_What is expected_
If a line of the data below holds the word "endian", list it.

_Data for this task_
---*---

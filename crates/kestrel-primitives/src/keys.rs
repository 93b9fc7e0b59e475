//! secp256k1 key helpers.
//!
//! The derivation scheme here underpins every per-context key in the SDK:
//! both sides of a conversation compute an offset scalar `t` from an ECDH
//! shared secret and an invoice-number label, and tweak their view of a key
//! pair by it:
//!
//! ```text
//! shared = x(rootPriv · counterpartyPub)          // 32-byte x-coordinate
//! t      = HMAC-SHA-512(shared, invoiceNumber)    // reduced mod n
//! childPriv = rootPriv + t                        // holder's view
//! childPub  = counterpartyPub + t·G               // counterpart's view
//! ```
//!
//! The two views agree because the ECDH point is symmetric. A `t` or child
//! scalar of zero is cryptographically negligible but still reported as
//! [`KeyError::DegenerateDerivation`] rather than silently remapped.

use k256::{
    ecdsa::{
        signature::hazmat::{PrehashSigner, PrehashVerifier},
        Signature, SigningKey, VerifyingKey,
    },
    elliptic_curve::{ops::Reduce, point::AffineCoordinates},
    FieldBytes, NonZeroScalar, ProjectivePoint, PublicKey, Scalar, SecretKey, U256,
};
use zeroize::Zeroize;

use crate::hashes::hmac_sha512;

/// Error while deriving or using a key.
#[derive(Debug, thiserror::Error)]
pub enum KeyError {
    /// The derivation offset or the resulting child scalar was zero, or the
    /// resulting public point was the identity.
    #[error("derivation produced a degenerate key")]
    DegenerateDerivation,

    /// ECDSA signing failed.
    #[error("ecdsa failure: {0}")]
    Ecdsa(#[from] k256::ecdsa::Error),
}

/// The "anyone" secret key: the scalar 1.
///
/// Used as the root identity when the counterparty is the public at large.
pub fn anyone_secret_key() -> SecretKey {
    let mut bytes = [0u8; 32];
    bytes[31] = 1;
    SecretKey::from_slice(&bytes).expect("scalar one is a valid secp256k1 secret key")
}

/// The "anyone" public key: the curve generator `G`.
pub fn anyone_public_key() -> PublicKey {
    anyone_secret_key().public_key()
}

/// x-coordinate of the ECDH point `secret · public`, as 32 big-endian bytes.
pub fn shared_secret_x(secret: &SecretKey, public: &PublicKey) -> [u8; 32] {
    let scalar: Scalar = *secret.to_nonzero_scalar();
    // The group has prime order, so a nonzero scalar times a valid public
    // point is never the identity.
    let shared = public.to_projective() * scalar;
    let x: FieldBytes = shared.to_affine().x();
    x.into()
}

/// Derive the offset scalar `t` for `(root, counterparty, invoice_number)`.
fn derive_child_offset(
    root: &SecretKey,
    counterparty: &PublicKey,
    invoice_number: &str,
) -> Result<Scalar, KeyError> {
    let mut shared = shared_secret_x(root, counterparty);
    let digest = hmac_sha512(&shared, invoice_number.as_bytes());
    shared.zeroize();

    let t = scalar_from_wide_bytes(&digest);
    if t == Scalar::ZERO {
        return Err(KeyError::DegenerateDerivation);
    }
    Ok(t)
}

/// Child secret key: `root + t (mod n)`.
pub fn derive_child_secret(
    root: &SecretKey,
    counterparty: &PublicKey,
    invoice_number: &str,
) -> Result<SecretKey, KeyError> {
    let t = derive_child_offset(root, counterparty, invoice_number)?;
    let child = *root.to_nonzero_scalar() + t;
    Option::<NonZeroScalar>::from(NonZeroScalar::new(child))
        .map(SecretKey::from)
        .ok_or(KeyError::DegenerateDerivation)
}

/// Child public key from the counterpart's view: `counterparty + t·G`.
///
/// `root` is the local secret used for the ECDH half of the offset; the
/// returned point equals the public key of [`derive_child_secret`] computed
/// by the other party with the roles swapped.
pub fn derive_child_public(
    counterparty: &PublicKey,
    root: &SecretKey,
    invoice_number: &str,
) -> Result<PublicKey, KeyError> {
    let t = derive_child_offset(root, counterparty, invoice_number)?;
    let point = counterparty.to_projective() + ProjectivePoint::GENERATOR * t;
    PublicKey::from_affine(point.to_affine()).map_err(|_| KeyError::DegenerateDerivation)
}

/// ECDSA-sign a 32-byte prehash, returning the DER-encoded signature.
///
/// Deterministic per RFC 6979; `s` is low-normalised.
pub fn sign_prehash_der(secret: &SecretKey, prehash: &[u8; 32]) -> Result<Vec<u8>, KeyError> {
    let signing_key = SigningKey::from(secret);
    let signature: Signature = signing_key.sign_prehash(prehash)?;
    Ok(signature.to_der().as_bytes().to_vec())
}

/// Verify a DER-encoded ECDSA signature over a 32-byte prehash.
///
/// Malformed DER verifies as `false`; there is no caller-visible distinction
/// between "unparseable" and "wrong".
pub fn verify_prehash_der(public: &PublicKey, prehash: &[u8; 32], signature_der: &[u8]) -> bool {
    let Ok(signature) = Signature::from_der(signature_der) else {
        return false;
    };
    VerifyingKey::from(public)
        .verify_prehash(prehash, &signature)
        .is_ok()
}

/// Interpret 64 big-endian bytes as an integer and reduce it mod the curve
/// order.
///
/// Split as `hi·2^256 + lo`; both halves reduce independently and
/// `2^256 mod n` is recovered as `reduce(2^256 - 1) + 1`, avoiding a
/// hardcoded constant.
fn scalar_from_wide_bytes(bytes: &[u8; 64]) -> Scalar {
    let hi = <Scalar as Reduce<U256>>::reduce_bytes(FieldBytes::from_slice(&bytes[..32]));
    let lo = <Scalar as Reduce<U256>>::reduce_bytes(FieldBytes::from_slice(&bytes[32..]));
    let shift = <Scalar as Reduce<U256>>::reduce(U256::MAX) + Scalar::ONE;
    hi * shift + lo
}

---*---

_Solution below_
/// x-coordinate of the ECDH point `secret · public`, as 32 big-endian bytes.
/// Interpret 64 big-endian bytes as an integer and reduce it mod the curve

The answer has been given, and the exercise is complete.